Brief: Below are some records; copy each line in them that contains "debounce".

[Collected data]
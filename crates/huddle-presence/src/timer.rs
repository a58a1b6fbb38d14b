//! Deferred actions with explicit idle / pending / fired states.
//!
//! A [`Deferred`] never sleeps by itself: the owner asks it for its
//! deadline and tells it the current time.  That keeps debounce and
//! timeout races testable without a wall clock.

use std::time::Duration;

use tokio::time::Instant;

#[derive(Debug, Clone, Copy, PartialEq, Eq)]
pub enum DeferredState {
    Idle,
    Pending { deadline: Instant },
    Fired,
}

#[derive(Debug, Clone, Copy, PartialEq, Eq)]
pub struct Deferred {
    state: DeferredState,
}

impl Deferred {
    pub fn new() -> Self {
        Self {
            state: DeferredState::Idle,
        }
    }

    pub fn state(&self) -> DeferredState {
        self.state
    }

    /// Schedule the action for `now + delay`, replacing any pending
    /// deadline.  Re-arming on every input is what makes this a debounce.
    pub fn arm(&mut self, now: Instant, delay: Duration) {
        self.state = DeferredState::Pending {
            deadline: now + delay,
        };
    }

    pub fn cancel(&mut self) {
        if self.is_pending() {
            self.state = DeferredState::Idle;
        }
    }

    pub fn is_pending(&self) -> bool {
        matches!(self.state, DeferredState::Pending { .. })
    }

    pub fn deadline(&self) -> Option<Instant> {
        match self.state {
            DeferredState::Pending { deadline } => Some(deadline),
            _ => None,
        }
    }

    pub fn is_due(&self, now: Instant) -> bool {
        self.deadline().is_some_and(|deadline| deadline <= now)
    }

    /// Move a pending action to `Fired`.  Returns `false` if nothing was
    /// pending.
    pub fn fire(&mut self) -> bool {
        if self.is_pending() {
            self.state = DeferredState::Fired;
            true
        } else {
            false
        }
    }
}

impl Default for Deferred {
    fn default() -> Self {
        Self::new()
    }
}

#[cfg(test)]
mod tests {
    use super::*;

    #[test]
    fn lifecycle() {
        let start = Instant::now();
        let mut timer = Deferred::new();
        assert_eq!(timer.state(), DeferredState::Idle);
        assert!(!timer.fire());

        timer.arm(start, Duration::from_secs(1));
        assert!(!timer.is_due(start));
        assert!(timer.is_due(start + Duration::from_secs(1)));

        assert!(timer.fire());
        assert_eq!(timer.state(), DeferredState::Fired);
        assert_eq!(timer.deadline(), None);
    }

    #[test]
    fn rearm_pushes_deadline() {
        let start = Instant::now();
        let mut timer = Deferred::new();
        timer.arm(start, Duration::from_millis(500));
        timer.arm(start + Duration::from_millis(400), Duration::from_millis(500));

        assert!(!timer.is_due(start + Duration::from_millis(600)));
        assert_eq!(timer.deadline(), Some(start + Duration::from_millis(900)));
    }

    #[test]
    fn cancel_returns_to_idle() {
        let start = Instant::now();
        let mut timer = Deferred::new();
        timer.arm(start, Duration::from_secs(30));
        timer.cancel();
        assert_eq!(timer.state(), DeferredState::Idle);
        assert!(!timer.is_due(start + Duration::from_secs(60)));
    }
}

Response to this exercise:
//! deadline and tells it the current time.  That keeps debounce and
    /// deadline.  Re-arming on every input is what makes this a debounce.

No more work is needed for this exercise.